Italian composer and librettist

Fabrizio De Rossi Re (born 1 August 1960) is an Italian composer and librettist. He composes operas, symphonic, choral and chamber music, and performs as a pianist.

==Biography==
De Rossi Re was born in Rome. He studied at the Conservatory of Santa Cecilia in Rome under Mauro Bortolotti and Raffello Tega.

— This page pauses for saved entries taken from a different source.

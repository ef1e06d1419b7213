//! End-to-end tests for the rough-medu knowledge base.
//!
//! These tests build small knowledge bases by hand and check approximation,
//! dependency and reduct results against worked examples.

use std::collections::BTreeSet;

use rough_medu::approx::{Definability, RoughMode};
use rough_medu::config::AnalysisConfig;
use rough_medu::error::RoughError;
use rough_medu::knowledge::KnowledgeBase;
use rough_medu::reduct::strategy::{FamilyIntersection, from_fn};
use rough_medu::relation::{Category, RelationGroup, group};

fn init_tracing() {
    let _ = tracing_subscriber::fmt()
        .with_env_filter(tracing_subscriber::EnvFilter::from_default_env())
        .with_test_writer()
        .try_init();
}

fn set(items: &[u32]) -> Category<u32> {
    items.iter().copied().collect()
}

fn xs(items: &[u32]) -> Category<String> {
    items.iter().map(|i| format!("x{i}")).collect()
}

/// Universe 1..8 with five three-block attributes `a` to `e`.
fn five_attributes() -> KnowledgeBase<u32> {
    let mut kb = KnowledgeBase::new();
    kb.set_granules(1..=8, "element").unwrap();
    kb.add_parent_relation("a", [vec![2, 8], vec![1, 4, 5], vec![3, 6, 7]])
        .unwrap();
    kb.add_parent_relation("b", [vec![1, 3, 5], vec![2, 4, 7, 8], vec![6]])
        .unwrap();
    kb.add_parent_relation("c", [vec![3, 4, 6], vec![2, 7, 8], vec![1, 5]])
        .unwrap();
    kb.add_parent_relation("d", [vec![5, 8], vec![2, 3, 6, 7], vec![1, 4]])
        .unwrap();
    kb.add_parent_relation("e", [vec![1], vec![3, 5, 6, 8], vec![2, 4, 7]])
        .unwrap();
    kb
}

/// Universe x0..x10 with a single five-block relation `R`.
fn definable_example() -> KnowledgeBase<String> {
    let mut kb = KnowledgeBase::new();
    kb.set_granules((0..=10).map(|i| format!("x{i}")), "element")
        .unwrap();
    kb.add_parent_relation(
        "R",
        [
            xs(&[0, 1]),
            xs(&[2, 6, 9]),
            xs(&[3, 5]),
            xs(&[4, 8]),
            xs(&[7, 10]),
        ],
    )
    .unwrap();
    kb
}

// ---------------------------------------------------------------------------
// Indiscernibility and approximations
// ---------------------------------------------------------------------------

#[test]
fn indiscernibility_of_attribute_pairs() {
    init_tracing();
    let kb = five_attributes();
    assert_eq!(
        kb.indiscernibility(["c", "d"]).unwrap(),
        BTreeSet::from([
            set(&[3, 6]),
            set(&[8]),
            set(&[1]),
            set(&[5]),
            set(&[2, 7]),
            set(&[4]),
        ])
    );
    assert_eq!(
        kb.indiscernibility(["d", "e"]).unwrap(),
        BTreeSet::from([set(&[1]), set(&[2, 7]), set(&[3, 6]), set(&[4]), set(&[5, 8])])
    );
    let coarse = kb.indiscernibility(["a", "b", "c"]).unwrap();
    assert_eq!(coarse.iter().filter(|class| class.len() > 1).count(), 2);
}

#[test]
fn partition_covers_only_covered_elements() {
    init_tracing();
    let mut kb = KnowledgeBase::new();
    kb.set_granules((1..=9).map(|i| format!("x{i}")), "element")
        .unwrap();
    kb.add_parent_relation("P", [xs(&[1, 4, 5]), xs(&[2, 8]), xs(&[3]), xs(&[6, 7])])
        .unwrap();
    kb.add_parent_relation("Q", [xs(&[1, 3, 5]), xs(&[6]), xs(&[2, 4, 7, 8])])
        .unwrap();
    let classes = kb.indiscernibility(["P", "Q"]).unwrap();
    let covered: Category<String> = classes.into_iter().flatten().collect();
    assert_eq!(covered, xs(&[1, 2, 3, 4, 5, 6, 7, 8]));
    assert!(kb.lookup(&"x9".to_string()).is_empty());
}

#[test]
fn definability_of_categories() {
    init_tracing();
    let kb = definable_example();
    let cases = [
        (xs(&[0, 1, 4, 8]), Definability::Definable),
        (xs(&[3, 4, 5, 8]), Definability::Definable),
        (xs(&[0, 3, 4, 5, 8, 10]), Definability::RoughlyDefinable),
        (xs(&[1, 7, 8, 10]), Definability::RoughlyDefinable),
        (xs(&[0, 1, 2, 3, 4, 7]), Definability::ExternallyUndefinable),
        (xs(&[0, 2, 3, 4, 7]), Definability::TotallyUndefinable),
        (xs(&[0, 2, 3]), Definability::InternallyUndefinable),
    ];
    for (category, expected) in cases {
        assert_eq!(kb.definable(["R"], &category).unwrap(), expected, "{category:?}");
    }
}

#[test]
fn roughly_definable_regions_and_accuracy() {
    init_tracing();
    let kb = definable_example();
    let x = xs(&[0, 3, 4, 5, 8, 10]);
    assert_eq!(kb.lower_approximation(["R"], &x).unwrap(), xs(&[3, 4, 5, 8]));
    assert_eq!(
        kb.upper_approximation(["R"], &x).unwrap(),
        xs(&[0, 1, 3, 4, 5, 7, 8, 10])
    );
    assert_eq!(kb.boundary_region(["R"], &x).unwrap(), xs(&[0, 1, 7, 10]));
    assert_eq!(kb.accuracy(["R"], &x).unwrap(), 1.0 / 2.0);
    assert_eq!(kb.accuracy(["R"], &xs(&[1, 7, 8, 10])).unwrap(), 1.0 / 3.0);
    assert_eq!(kb.accuracy(["R"], &xs(&[2, 3, 4, 8])).unwrap(), 2.0 / 7.0);
    assert_eq!(kb.accuracy(["R"], &xs(&[0, 1, 2, 3, 4, 7])).unwrap(), 2.0 / 11.0);
    assert_eq!(
        kb.accuracy(["R"], &xs(&[0, 2, 3, 4, 6, 7, 9])).unwrap(),
        3.0 / 11.0
    );
}

#[test]
fn approximation_laws_hold() {
    init_tracing();
    let kb = five_attributes();
    let relations = ["a", "c"];
    let x = set(&[1, 2, 4, 5]);
    let y = set(&[3, 4, 7, 8]);
    let union: Category<u32> = x.union(&y).copied().collect();
    let meet: Category<u32> = x.intersection(&y).copied().collect();

    for category in [&x, &y, &union] {
        let lower = kb.lower_approximation(relations, category).unwrap();
        let upper = kb.upper_approximation(relations, category).unwrap();
        assert!(lower.is_subset(&upper));
        let accuracy = kb.accuracy(relations, category).unwrap();
        let roughness = kb.roughness(relations, category).unwrap();
        assert!((accuracy + roughness - 1.0).abs() < f64::EPSILON);
    }

    let lower_x = kb.lower_approximation(relations, &x).unwrap();
    let lower_y = kb.lower_approximation(relations, &y).unwrap();
    let lower_union = kb.lower_approximation(relations, &union).unwrap();
    assert!(lower_x.union(&lower_y).all(|e| lower_union.contains(e)));

    let upper_meet = kb.upper_approximation(relations, &meet).unwrap();
    let upper_x = kb.upper_approximation(relations, &x).unwrap();
    let upper_y = kb.upper_approximation(relations, &y).unwrap();
    assert!(upper_meet.iter().all(|e| upper_x.contains(e) && upper_y.contains(e)));
}

#[test]
fn rough_comparison_modes_parse_from_strings() {
    init_tracing();
    let kb = definable_example();
    let x = xs(&[0, 3]);
    let y = xs(&[1, 5]);
    let mode: RoughMode = "top".parse().unwrap();
    assert!(kb.roughly_equal(["R"], &x, &y, mode).unwrap());
    assert!(kb.roughly_equal(["R"], &x, &y, RoughMode::Bottom).unwrap());
    assert!(kb.roughly_included(["R"], &x, &y, RoughMode::Both).unwrap());
    assert!(!kb
        .roughly_equal(["R"], &x, &xs(&[0, 2]), RoughMode::Top)
        .unwrap());
    assert!(matches!(
        "sideways".parse::<RoughMode>().unwrap_err(),
        RoughError::InvalidMode { .. }
    ));
}

#[test]
fn approximation_summary_serializes() {
    init_tracing();
    let kb = definable_example();
    let summary = kb.approximate(["R"], &xs(&[2, 3, 4, 8])).unwrap();
    let json = serde_json::to_value(&summary).unwrap();
    assert_eq!(json["definability"], "RoughlyDefinable");
    assert_eq!(json["lower"], serde_json::json!(["x4", "x8"]));
    assert_eq!(json["negative"].as_array().unwrap().len(), 4);
}

// ---------------------------------------------------------------------------
// Dependency, reducts and core
// ---------------------------------------------------------------------------

#[test]
fn reducts_and_core_of_conditions() {
    init_tracing();
    let kb = five_attributes();
    let reducts = kb.find_reducts(["a", "b", "c"], None).unwrap();
    assert_eq!(reducts, BTreeSet::from([group(["a", "b"])]));
    assert_eq!(kb.find_core(["a", "b", "c"], None).unwrap(), group(["a", "b"]));
    assert!(kb.dispensable(["a", "b", "c"], "c", None).unwrap());
    assert!(kb.depends_on(["a", "b"], ["c"]).unwrap());

    // Every reduct preserves the partition and is minimal.
    let full = kb.indiscernibility(["a", "b", "c"]).unwrap();
    for reduct in &reducts {
        assert_eq!(kb.indiscernibility(reduct).unwrap(), full);
        assert!(kb.independent(reduct, None).unwrap());
    }
}

#[test]
fn core_is_intersection_of_reducts() {
    init_tracing();
    let kb = five_attributes();
    let all = ["a", "b", "c", "d", "e"];
    let reducts = kb.find_reducts(all, None).unwrap();
    let core = kb.find_core(all, None).unwrap();
    let mut reducts_iter = reducts.iter();
    let first = reducts_iter.next().unwrap().clone();
    let meet = reducts_iter.fold(first, |acc: RelationGroup, r| {
        acc.intersection(r).cloned().collect()
    });
    assert_eq!(core, meet);
    for name in all {
        assert_eq!(
            kb.dispensable(all, name, None).unwrap(),
            !core.contains(name)
        );
    }
}

#[test]
fn partial_dependency_on_decisions() {
    init_tracing();
    let kb = five_attributes();
    let c = ["a", "b", "c"];
    let d = ["d", "e"];
    assert_eq!(kb.find_relative_positive_region(c, d).unwrap(), set(&[3, 4, 6, 7]));
    assert_eq!(kb.partial_depends_on(c, d).unwrap(), 0.5);
    assert!(kb.independent_of(c, d).unwrap());
    assert!(!kb.depends_on(c, d).unwrap());
    assert_eq!(
        kb.find_relative_positive_region(["b", "c"], d).unwrap(),
        set(&[3, 4, 6])
    );
    assert_eq!(
        kb.find_relative_positive_region(["a", "c"], d).unwrap(),
        set(&[3, 4, 6, 7])
    );
    assert_eq!(kb.significance(c, d, "a").unwrap(), 0.125);
    assert_eq!(kb.significance(c, d, "b").unwrap(), 0.0);
    assert_eq!(kb.significance(c, d, "c").unwrap(), 0.0);
}

#[test]
fn total_dependency_matches_degree_one() {
    init_tracing();
    let kb = five_attributes();
    for (p, q) in [(["a", "b"], ["c", "c"]), (["c", "d"], ["d", "e"]), (["a", "e"], ["b", "d"])] {
        let total = kb.depends_on(p, q).unwrap();
        let degree = kb.partial_depends_on(p, q).unwrap();
        assert_eq!(total, degree == 1.0, "{p:?} => {q:?}");
    }
}

#[test]
fn relative_reducts_of_conditions() {
    init_tracing();
    let kb = five_attributes();
    let d = group(["d", "e"]);
    assert_eq!(kb.find_core(["a", "b", "c"], Some(&d)).unwrap(), group(["a"]));
    assert_eq!(
        kb.find_reducts(["a", "b", "c"], Some(&d)).unwrap(),
        BTreeSet::from([group(["a", "b"]), group(["a", "c"])])
    );
}

#[test]
fn family_intersection_reducts() {
    init_tracing();
    let mut kb = KnowledgeBase::new();
    kb.set_granules((1..=8).map(|i| format!("x{i}")), "element")
        .unwrap();
    kb.add_parent_relation("X", [xs(&[1, 3, 8])]).unwrap();
    kb.add_parent_relation("Y", [xs(&[1, 3, 4, 5, 6])]).unwrap();
    kb.add_parent_relation("Z", [xs(&[1, 3, 4, 6, 7])]).unwrap();

    let family = ["X", "Y", "Z"];
    assert_eq!(
        kb.find_reducts_with(family, &FamilyIntersection).unwrap(),
        BTreeSet::from([group(["X", "Y"]), group(["X", "Z"])])
    );
    assert_eq!(
        kb.find_core_with(family, &FamilyIntersection).unwrap(),
        group(["X"])
    );
    assert!(!kb.independent_with(family, &FamilyIntersection).unwrap());
}

#[test]
fn custom_characterization_by_closure() {
    init_tracing();
    let kb = five_attributes();
    // Preserve only which elements are singled out.
    let singletons = from_fn(|kb: &KnowledgeBase<u32>, relations: &RelationGroup| {
        if relations.is_empty() {
            return Ok(Category::new());
        }
        let classes = kb.indiscernibility(relations)?;
        Ok(classes
            .into_iter()
            .filter(|class| class.len() == 1)
            .flatten()
            .collect::<Category<u32>>())
    });
    let reducts = kb.find_reducts_with(["c", "d", "e"], &singletons).unwrap();
    assert!(!reducts.is_empty());
    for reduct in &reducts {
        assert_eq!(
            singletons_of(&kb, reduct),
            singletons_of(&kb, &group(["c", "d", "e"]))
        );
    }
}

fn singletons_of(kb: &KnowledgeBase<u32>, relations: &RelationGroup) -> Category<u32> {
    if relations.is_empty() {
        return Category::new();
    }
    kb.indiscernibility(relations)
        .unwrap()
        .into_iter()
        .filter(|class| class.len() == 1)
        .flatten()
        .collect()
}

// ---------------------------------------------------------------------------
// Errors and configuration
// ---------------------------------------------------------------------------

#[test]
fn unknown_relations_are_reported() {
    init_tracing();
    let kb = five_attributes();
    for result in [
        kb.find_reducts(["a", "z"], None).map(|_| ()),
        kb.find_core(["a", "z"], None).map(|_| ()),
        kb.depends_on(["a"], ["z"]).map(|_| ()),
        kb.indiscernibility(["z"]).map(|_| ()),
    ] {
        assert!(matches!(result, Err(RoughError::UnknownRelation { .. })));
    }
}

#[test]
fn malformed_relations_leave_store_unchanged() {
    init_tracing();
    let mut kb = five_attributes();
    let before = kb.relation_names();
    assert!(matches!(
        kb.add_parent_relation("f", [vec![1, 2], vec![2, 3]]).unwrap_err(),
        RoughError::MalformedRelation { .. }
    ));
    assert!(kb.add_parent_relation("g", [vec![1, 99]]).is_err());
    assert!(kb.add_parent_relation("a", [vec![1]]).is_err());
    assert_eq!(kb.relation_names(), before);
    assert_eq!(kb.lookup(&1).len(), 5);
}

#[test]
fn search_limit_from_config_file() {
    init_tracing();
    let dir = tempfile::TempDir::new().unwrap();
    let path = dir.path().join("analysis.toml");
    AnalysisConfig::default()
        .with_search_limit(2)
        .save(&path)
        .unwrap();

    let mut kb = KnowledgeBase::with_config(AnalysisConfig::load(&path).unwrap());
    kb.set_granules(1..=8, "element").unwrap();
    kb.add_parent_relation("a", [vec![2, 8], vec![1, 4, 5], vec![3, 6, 7]])
        .unwrap();
    kb.add_parent_relation("b", [vec![1, 3, 5], vec![2, 4, 7, 8], vec![6]])
        .unwrap();
    kb.add_parent_relation("c", [vec![3, 4, 6], vec![2, 7, 8], vec![1, 5]])
        .unwrap();

    assert!(matches!(
        kb.find_reducts(["a", "b", "c"], None).unwrap_err(),
        RoughError::SearchLimitExceeded { size: 3, limit: 2 }
    ));
    assert_eq!(kb.find_reducts(["a", "b"], None).unwrap().len(), 1);
}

He has had also the chance to meet and study with other important figures of the Italian music, such as Sylvano Bussotti, Salvatore Sciarrino, Luciano Berio, and the jazz pianist Umberto Cesari.

He teaches Elements of composition for Music education at the Conservatory G. B. Pergolesi of Fermo, and has been involved in teaching Didactics of improvisation and composition for High school teachers (organized by the Ministry of Education.)

He has been a member of the artistic association of Nuova Consonanza in Rome since 1987. As a jazz pianist, he often participated in sessions with many other soloists, balancing the heritage of classic music and jazz with the continuous research of new creative paths and sounds.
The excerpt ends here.